About this task
Go through the listing below and say how many lines include "Deserialize". Give the number by itself.
--- Data Enclosed Below ---
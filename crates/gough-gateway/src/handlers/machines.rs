//! Machine listing, creation, and lifecycle endpoints.

use std::sync::Arc;

use axum::extract::{Path, Query, State};
use axum::http::StatusCode;
use axum::Json;
use serde::{Deserialize, Serialize};

use gough_clouds::{MachineFilters, MachineSpec};
use gough_control::orchestrator::LifecycleOp;
use gough_core::{Capability, MachineState, ProviderId};
use gough_store::{MachineRecord, Store};

use crate::auth::{AuthUser, RequestContext};
use crate::error::ApiError;
use crate::handlers::{envelope, Envelope};
use crate::state::GatewayState;

#[derive(Debug, Serialize)]
pub(crate) struct MachineView {
    /// Composite id usable in machine lifecycle paths.
    id: String,
    provider_id: ProviderId,
    external_id: String,
    hostname: String,
    state: MachineState,
    public_ips: Vec<String>,
    private_ips: Vec<String>,
    size: String,
    image: String,
    updated_at: chrono::DateTime<chrono::Utc>,
}

impl From<MachineRecord> for MachineView {
    fn from(record: MachineRecord) -> Self {
        Self {
            id: format!("{}:{}", record.provider_id, record.external_id),
            provider_id: record.provider_id,
            external_id: record.external_id,
            hostname: record.hostname,
            state: record.state,
            public_ips: record.public_ips,
            private_ips: record.private_ips,
            size: record.size,
            image: record.image,
            updated_at: record.updated_at,
        }
    }
}

/// Parse the composite `{provider_id}:{external_id}` machine id.
fn parse_machine_id(id: &str) -> Result<(ProviderId, String), ApiError> {
    let (provider, external) = id
        .split_once(':')
        .ok_or_else(|| ApiError::BadRequest("machine id must be provider:external".into()))?;
    let provider_id = provider
        .parse()
        .map_err(|_| ApiError::BadRequest("invalid provider id".into()))?;
    Ok((provider_id, external.to_string()))
}

/// Write access to a machine: global maintainer, or an explicit `write`
/// grant on the machine resource.
fn authorize_write<S: Store>(
    state: &GatewayState<S>,
    caller: &AuthUser,
    external_id: &str,
) -> Result<(), ApiError> {
    if caller.is_maintainer {
        return Ok(());
    }
    let caps = state
        .permissions
        .evaluate(&caller.user_id, "machine", external_id);
    if caps.contains(Capability::Write) {
        Ok(())
    } else {
        Err(ApiError::Forbidden)
    }
}

#[derive(Debug, Deserialize)]
pub(crate) struct ListQuery {
    #[serde(default)]
    name: Option<String>,
}

#[derive(Debug, Serialize)]
pub(crate) struct MachineList {
    machines: Vec<MachineView>,
}

/// `GET /api/v1/clouds/providers/{id}/machines`
pub async fn list<S: Store + 'static>(
    State(state): State<Arc<GatewayState<S>>>,
    ctx: RequestContext,
    caller: AuthUser,
    Path(provider_id): Path<ProviderId>,
    Query(query): Query<ListQuery>,
) -> Result<Json<Envelope<MachineList>>, ApiError> {
    if !caller.is_maintainer {
        // Non-maintainers see the cache only; reads do not hit providers.
        let machines = state
            .store
            .list_machines_by_provider(&provider_id)
            .map_err(|e| ApiError::Internal(e.to_string()))?
            .into_iter()
            .filter(|m| {
                state
                    .permissions
                    .evaluate(&caller.user_id, "machine", &m.external_id)
                    .contains(Capability::Read)
            })
            .map(MachineView::from)
            .collect();
        return Ok(envelope(&ctx, MachineList { machines }));
    }

    let filters = MachineFilters {
        name: query.name,
        ..MachineFilters::default()
    };
    let machines = state
        .orchestrator
        .list_machines(&provider_id, &filters)
        .await?
        .into_iter()
        .map(MachineView::from)
        .collect();
    Ok(envelope(&ctx, MachineList { machines }))
}

/// `POST /api/v1/clouds/providers/{id}/machines`
pub async fn create<S: Store + 'static>(
    State(state): State<Arc<GatewayState<S>>>,
    ctx: RequestContext,
    caller: AuthUser,
    Path(provider_id): Path<ProviderId>,
    Json(spec): Json<MachineSpec>,
) -> Result<(StatusCode, Json<Envelope<MachineView>>), ApiError> {
    if !caller.is_maintainer {
        return Err(ApiError::Forbidden);
    }
    if spec.name.trim().is_empty() {
        return Err(ApiError::BadRequest("machine name is required".into()));
    }
    if spec.image.trim().is_empty() {
        return Err(ApiError::BadRequest("machine image is required".into()));
    }

    let record = state.orchestrator.create_machine(&provider_id, &spec).await?;

    state.auditor.record(
        &format!("user:{}", caller.user_id),
        "machine.create",
        "machine",
        &record.external_id,
        "success",
        serde_json::json!({"provider_id": provider_id, "name": spec.name}),
        &ctx.request_id,
    );

    // Transitional states return 202: the client polls until stable.
    let status = if record.state.is_transitional() {
        StatusCode::ACCEPTED
    } else {
        StatusCode::CREATED
    };
    Ok((status, envelope(&ctx, MachineView::from(record))))
}

/// `GET /api/v1/clouds/machines/{id}`
pub async fn get<S: Store + 'static>(
    State(state): State<Arc<GatewayState<S>>>,
    ctx: RequestContext,
    caller: AuthUser,
    Path(id): Path<String>,
) -> Result<Json<Envelope<MachineView>>, ApiError> {
    let (provider_id, external_id) = parse_machine_id(&id)?;
    if !caller.is_maintainer
        && !state
            .permissions
            .evaluate(&caller.user_id, "machine", &external_id)
            .contains(Capability::Read)
    {
        return Err(ApiError::Forbidden);
    }

    let record = state.orchestrator.get_machine(&provider_id, &external_id).await?;
    Ok(envelope(&ctx, MachineView::from(record)))
}

async fn lifecycle<S: Store + 'static>(
    state: &GatewayState<S>,
    ctx: &RequestContext,
    caller: &AuthUser,
    id: &str,
    op: LifecycleOp,
    action: &str,
) -> Result<MachineView, ApiError> {
    let (provider_id, external_id) = parse_machine_id(id)?;
    authorize_write(state, caller, &external_id)?;

    let record = state
        .orchestrator
        .lifecycle(&provider_id, &external_id, op)
        .await?;

    state.auditor.record(
        &format!("user:{}", caller.user_id),
        action,
        "machine",
        &external_id,
        "success",
        serde_json::json!({"provider_id": provider_id}),
        &ctx.request_id,
    );

    Ok(MachineView::from(record))
}

/// `POST /api/v1/clouds/machines/{id}/start`
pub async fn start<S: Store + 'static>(
    State(state): State<Arc<GatewayState<S>>>,
    ctx: RequestContext,
    caller: AuthUser,
    Path(id): Path<String>,
) -> Result<Json<Envelope<MachineView>>, ApiError> {
    let view = lifecycle(&state, &ctx, &caller, &id, LifecycleOp::Start, "machine.start").await?;
    Ok(envelope(&ctx, view))
}

/// `POST /api/v1/clouds/machines/{id}/stop`
pub async fn stop<S: Store + 'static>(
    State(state): State<Arc<GatewayState<S>>>,
    ctx: RequestContext,
    caller: AuthUser,
    Path(id): Path<String>,
) -> Result<Json<Envelope<MachineView>>, ApiError> {
    let view = lifecycle(&state, &ctx, &caller, &id, LifecycleOp::Stop, "machine.stop").await?;
    Ok(envelope(&ctx, view))
}

/// `POST /api/v1/clouds/machines/{id}/reboot`
pub async fn reboot<S: Store + 'static>(
    State(state): State<Arc<GatewayState<S>>>,
    ctx: RequestContext,
    caller: AuthUser,
    Path(id): Path<String>,
) -> Result<Json<Envelope<MachineView>>, ApiError> {
    let view =
        lifecycle(&state, &ctx, &caller, &id, LifecycleOp::Reboot, "machine.reboot").await?;
    Ok(envelope(&ctx, view))
}

#[derive(Debug, Serialize)]
pub(crate) struct DestroyResponse {
    destroyed: bool,
}

/// `POST /api/v1/clouds/machines/{id}/destroy`
pub async fn destroy<S: Store + 'static>(
    State(state): State<Arc<GatewayState<S>>>,
    ctx: RequestContext,
    caller: AuthUser,
    Path(id): Path<String>,
) -> Result<Json<Envelope<DestroyResponse>>, ApiError> {
    let (provider_id, external_id) = parse_machine_id(&id)?;
    authorize_write(&state, &caller, &external_id)?;

    state
        .orchestrator
        .destroy_machine(&provider_id, &external_id)
        .await?;

    state.auditor.record(
        &format!("user:{}", caller.user_id),
        "machine.destroy",
        "machine",
        &external_id,
        "success",
        serde_json::json!({"provider_id": provider_id}),
        &ctx.request_id,
    );

    Ok(envelope(&ctx, DestroyResponse { destroyed: true }))
}

#[derive(Debug, Serialize)]
pub(crate) struct ConsoleResponse {
    output: String,
}

/// `GET /api/v1/clouds/machines/{id}/console`
pub async fn console<S: Store + 'static>(
    State(state): State<Arc<GatewayState<S>>>,
    ctx: RequestContext,
    caller: AuthUser,
    Path(id): Path<String>,
) -> Result<Json<Envelope<ConsoleResponse>>, ApiError> {
    let (provider_id, external_id) = parse_machine_id(&id)?;
    authorize_write(&state, &caller, &external_id)?;

    let output = state
        .orchestrator
        .console_output(&provider_id, &external_id)
        .await?;
    Ok(envelope(&ctx, ConsoleResponse { output }))
}

#[cfg(test)]
mod tests {
    use super::*;

    #[test]
    fn machine_id_parse() {
        let provider = ProviderId::generate();
        let (parsed, external) = parse_machine_id(&format!("{provider}:i-0123")).unwrap();
        assert_eq!(parsed, provider);
        assert_eq!(external, "i-0123");

        assert!(parse_machine_id("no-separator").is_err());
        assert!(parse_machine_id("not-a-uuid:i-0123").is_err());
    }
}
--- End of Enclosed Data ---
Result below
2